**What is expected:**
The expected answer is a bare count of the lines in the data below that contain "marker".
* * * * *
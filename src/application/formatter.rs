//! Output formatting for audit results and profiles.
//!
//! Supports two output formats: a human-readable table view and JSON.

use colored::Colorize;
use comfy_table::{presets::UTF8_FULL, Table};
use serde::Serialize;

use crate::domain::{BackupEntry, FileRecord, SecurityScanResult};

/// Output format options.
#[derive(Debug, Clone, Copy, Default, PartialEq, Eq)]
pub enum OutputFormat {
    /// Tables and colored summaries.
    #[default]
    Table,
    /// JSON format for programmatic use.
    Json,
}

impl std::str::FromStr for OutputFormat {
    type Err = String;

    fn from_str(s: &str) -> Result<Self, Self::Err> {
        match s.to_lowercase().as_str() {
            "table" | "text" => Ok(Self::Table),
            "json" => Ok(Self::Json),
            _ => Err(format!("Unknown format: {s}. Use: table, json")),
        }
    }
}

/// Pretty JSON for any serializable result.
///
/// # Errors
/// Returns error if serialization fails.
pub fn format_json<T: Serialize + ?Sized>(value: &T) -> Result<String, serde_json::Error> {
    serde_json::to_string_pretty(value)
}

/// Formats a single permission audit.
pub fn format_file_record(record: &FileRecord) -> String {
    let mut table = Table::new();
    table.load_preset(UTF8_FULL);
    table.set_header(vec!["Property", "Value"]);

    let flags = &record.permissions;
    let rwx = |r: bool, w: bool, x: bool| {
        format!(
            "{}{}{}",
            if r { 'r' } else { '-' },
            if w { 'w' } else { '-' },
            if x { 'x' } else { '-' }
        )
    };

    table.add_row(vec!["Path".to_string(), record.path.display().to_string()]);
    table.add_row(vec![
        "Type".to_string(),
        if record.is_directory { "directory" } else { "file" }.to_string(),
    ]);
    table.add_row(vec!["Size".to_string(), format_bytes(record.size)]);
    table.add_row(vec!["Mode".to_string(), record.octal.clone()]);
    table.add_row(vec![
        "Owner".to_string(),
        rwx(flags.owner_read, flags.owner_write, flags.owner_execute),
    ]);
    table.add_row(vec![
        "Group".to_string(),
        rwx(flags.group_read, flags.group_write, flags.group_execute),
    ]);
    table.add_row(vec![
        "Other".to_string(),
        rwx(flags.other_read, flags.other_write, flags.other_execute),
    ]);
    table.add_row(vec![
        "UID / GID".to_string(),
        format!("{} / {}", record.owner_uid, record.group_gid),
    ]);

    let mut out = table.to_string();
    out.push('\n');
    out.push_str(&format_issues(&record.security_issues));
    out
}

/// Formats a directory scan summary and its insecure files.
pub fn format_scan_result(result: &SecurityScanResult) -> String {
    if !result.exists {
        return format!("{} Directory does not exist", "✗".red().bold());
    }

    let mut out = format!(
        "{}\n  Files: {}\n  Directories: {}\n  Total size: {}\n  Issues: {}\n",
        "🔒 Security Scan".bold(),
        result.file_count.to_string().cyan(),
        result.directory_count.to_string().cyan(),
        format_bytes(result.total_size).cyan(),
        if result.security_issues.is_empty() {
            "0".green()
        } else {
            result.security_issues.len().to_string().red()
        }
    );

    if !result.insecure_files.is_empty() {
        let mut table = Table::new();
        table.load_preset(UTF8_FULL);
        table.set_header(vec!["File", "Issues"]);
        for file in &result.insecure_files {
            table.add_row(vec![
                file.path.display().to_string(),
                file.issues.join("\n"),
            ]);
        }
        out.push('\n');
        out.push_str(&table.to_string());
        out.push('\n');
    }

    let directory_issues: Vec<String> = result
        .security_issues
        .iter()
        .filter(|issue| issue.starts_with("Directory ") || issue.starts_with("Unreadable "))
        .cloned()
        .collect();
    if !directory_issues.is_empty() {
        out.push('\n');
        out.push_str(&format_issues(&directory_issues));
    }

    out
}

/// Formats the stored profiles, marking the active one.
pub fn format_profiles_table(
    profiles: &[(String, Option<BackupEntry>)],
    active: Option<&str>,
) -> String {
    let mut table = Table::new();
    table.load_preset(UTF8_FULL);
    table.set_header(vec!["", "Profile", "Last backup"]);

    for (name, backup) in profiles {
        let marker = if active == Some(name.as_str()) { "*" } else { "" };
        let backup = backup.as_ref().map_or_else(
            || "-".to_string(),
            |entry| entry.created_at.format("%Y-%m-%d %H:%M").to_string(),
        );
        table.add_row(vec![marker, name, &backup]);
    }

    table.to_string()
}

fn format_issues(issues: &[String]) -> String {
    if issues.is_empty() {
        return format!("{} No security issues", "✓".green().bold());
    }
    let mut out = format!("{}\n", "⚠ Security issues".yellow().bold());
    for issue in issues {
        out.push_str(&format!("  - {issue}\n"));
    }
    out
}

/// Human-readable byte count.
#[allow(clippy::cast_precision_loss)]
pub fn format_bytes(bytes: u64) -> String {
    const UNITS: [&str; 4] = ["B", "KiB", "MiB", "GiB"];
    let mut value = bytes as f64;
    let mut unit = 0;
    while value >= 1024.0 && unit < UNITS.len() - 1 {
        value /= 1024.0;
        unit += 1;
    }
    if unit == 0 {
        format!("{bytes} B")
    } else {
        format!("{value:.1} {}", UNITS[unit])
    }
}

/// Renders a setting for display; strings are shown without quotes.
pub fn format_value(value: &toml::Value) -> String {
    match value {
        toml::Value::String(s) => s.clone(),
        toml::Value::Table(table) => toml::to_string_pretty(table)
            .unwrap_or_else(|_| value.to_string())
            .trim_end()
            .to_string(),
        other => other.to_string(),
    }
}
* * * * *
**Response to this task:**
2